▶ **Your objective**
Take the data below and copy exactly the lines starting at the one with "filename crates/healthsync-db/src/migrations.rs" and finishing at the one with "CREATE TABLE IF NOT EXISTS users", both included.

[Collected data entries]
——

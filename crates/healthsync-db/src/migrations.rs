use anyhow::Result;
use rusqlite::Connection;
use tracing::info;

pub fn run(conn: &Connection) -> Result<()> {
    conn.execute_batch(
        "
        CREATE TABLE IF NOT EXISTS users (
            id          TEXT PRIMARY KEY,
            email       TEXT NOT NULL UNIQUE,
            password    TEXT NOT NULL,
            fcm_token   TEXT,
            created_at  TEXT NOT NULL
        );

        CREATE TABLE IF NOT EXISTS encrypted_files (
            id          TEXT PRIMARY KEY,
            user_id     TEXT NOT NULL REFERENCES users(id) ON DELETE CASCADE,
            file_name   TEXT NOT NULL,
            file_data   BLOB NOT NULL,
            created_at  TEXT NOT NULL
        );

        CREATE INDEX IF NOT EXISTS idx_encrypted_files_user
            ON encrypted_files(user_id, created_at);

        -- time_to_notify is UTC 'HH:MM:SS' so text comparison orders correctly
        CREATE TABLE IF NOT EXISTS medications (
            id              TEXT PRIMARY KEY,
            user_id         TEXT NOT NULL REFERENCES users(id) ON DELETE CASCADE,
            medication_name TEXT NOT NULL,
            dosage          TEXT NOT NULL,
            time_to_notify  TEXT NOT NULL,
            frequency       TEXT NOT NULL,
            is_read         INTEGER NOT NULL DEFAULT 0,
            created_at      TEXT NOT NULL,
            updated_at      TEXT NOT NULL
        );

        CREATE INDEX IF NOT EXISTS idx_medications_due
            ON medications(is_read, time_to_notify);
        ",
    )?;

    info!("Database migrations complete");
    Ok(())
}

——

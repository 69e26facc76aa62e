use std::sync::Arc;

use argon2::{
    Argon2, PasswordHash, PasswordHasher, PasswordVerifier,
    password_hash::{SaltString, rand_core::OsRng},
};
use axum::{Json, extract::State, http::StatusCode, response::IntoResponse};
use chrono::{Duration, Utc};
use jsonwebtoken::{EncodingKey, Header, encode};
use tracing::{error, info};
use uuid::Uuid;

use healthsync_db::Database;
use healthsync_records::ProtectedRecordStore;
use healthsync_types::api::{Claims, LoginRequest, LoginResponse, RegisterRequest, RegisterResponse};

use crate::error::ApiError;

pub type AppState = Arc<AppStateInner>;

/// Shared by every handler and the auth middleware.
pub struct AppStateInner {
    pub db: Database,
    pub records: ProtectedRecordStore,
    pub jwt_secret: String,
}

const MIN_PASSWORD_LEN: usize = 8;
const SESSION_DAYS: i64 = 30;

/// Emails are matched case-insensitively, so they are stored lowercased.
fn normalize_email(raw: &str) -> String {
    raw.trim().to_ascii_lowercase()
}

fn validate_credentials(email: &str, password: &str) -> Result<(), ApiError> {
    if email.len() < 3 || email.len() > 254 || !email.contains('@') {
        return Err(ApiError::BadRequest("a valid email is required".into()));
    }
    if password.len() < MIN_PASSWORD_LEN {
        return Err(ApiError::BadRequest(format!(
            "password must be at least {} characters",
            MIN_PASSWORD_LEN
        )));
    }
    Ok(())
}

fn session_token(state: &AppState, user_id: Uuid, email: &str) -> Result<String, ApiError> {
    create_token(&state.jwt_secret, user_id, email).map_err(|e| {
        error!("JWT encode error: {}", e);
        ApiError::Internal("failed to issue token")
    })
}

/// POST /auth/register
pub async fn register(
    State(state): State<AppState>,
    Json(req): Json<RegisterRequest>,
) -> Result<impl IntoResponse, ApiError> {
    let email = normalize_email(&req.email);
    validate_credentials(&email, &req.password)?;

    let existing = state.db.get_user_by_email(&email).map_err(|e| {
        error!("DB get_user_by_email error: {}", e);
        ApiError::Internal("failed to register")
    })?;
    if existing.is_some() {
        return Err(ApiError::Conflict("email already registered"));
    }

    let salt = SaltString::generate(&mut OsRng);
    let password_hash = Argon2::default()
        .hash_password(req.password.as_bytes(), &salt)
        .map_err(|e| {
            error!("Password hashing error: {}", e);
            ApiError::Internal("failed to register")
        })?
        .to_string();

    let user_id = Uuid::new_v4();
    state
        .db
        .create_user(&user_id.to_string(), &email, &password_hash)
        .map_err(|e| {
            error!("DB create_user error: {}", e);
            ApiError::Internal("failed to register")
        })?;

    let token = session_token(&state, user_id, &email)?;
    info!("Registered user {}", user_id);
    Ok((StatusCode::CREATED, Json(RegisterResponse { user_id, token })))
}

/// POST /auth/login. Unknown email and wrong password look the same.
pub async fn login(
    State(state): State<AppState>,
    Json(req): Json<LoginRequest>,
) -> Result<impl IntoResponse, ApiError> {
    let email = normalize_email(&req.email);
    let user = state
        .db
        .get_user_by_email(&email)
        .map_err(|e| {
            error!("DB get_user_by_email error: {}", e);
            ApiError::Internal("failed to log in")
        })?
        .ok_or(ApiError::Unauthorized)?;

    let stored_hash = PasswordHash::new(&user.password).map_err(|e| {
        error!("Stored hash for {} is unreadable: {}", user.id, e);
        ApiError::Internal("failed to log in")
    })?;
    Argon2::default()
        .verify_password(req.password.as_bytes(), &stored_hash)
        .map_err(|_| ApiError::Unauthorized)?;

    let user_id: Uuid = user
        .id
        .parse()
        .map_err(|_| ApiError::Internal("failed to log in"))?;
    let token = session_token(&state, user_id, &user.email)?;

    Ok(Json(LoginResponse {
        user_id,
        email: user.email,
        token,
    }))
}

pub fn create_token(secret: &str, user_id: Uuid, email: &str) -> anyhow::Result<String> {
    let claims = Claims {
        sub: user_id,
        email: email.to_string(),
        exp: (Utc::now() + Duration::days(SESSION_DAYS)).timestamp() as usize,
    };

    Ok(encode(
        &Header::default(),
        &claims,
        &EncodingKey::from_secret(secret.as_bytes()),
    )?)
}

——

▶ **Answer to this task**
filename crates/healthsync-db/src/migrations.rs
use anyhow::Result;
use rusqlite::Connection;
use tracing::info;

pub fn run(conn: &Connection) -> Result<()> {
    conn.execute_batch(
        "
        CREATE TABLE IF NOT EXISTS users (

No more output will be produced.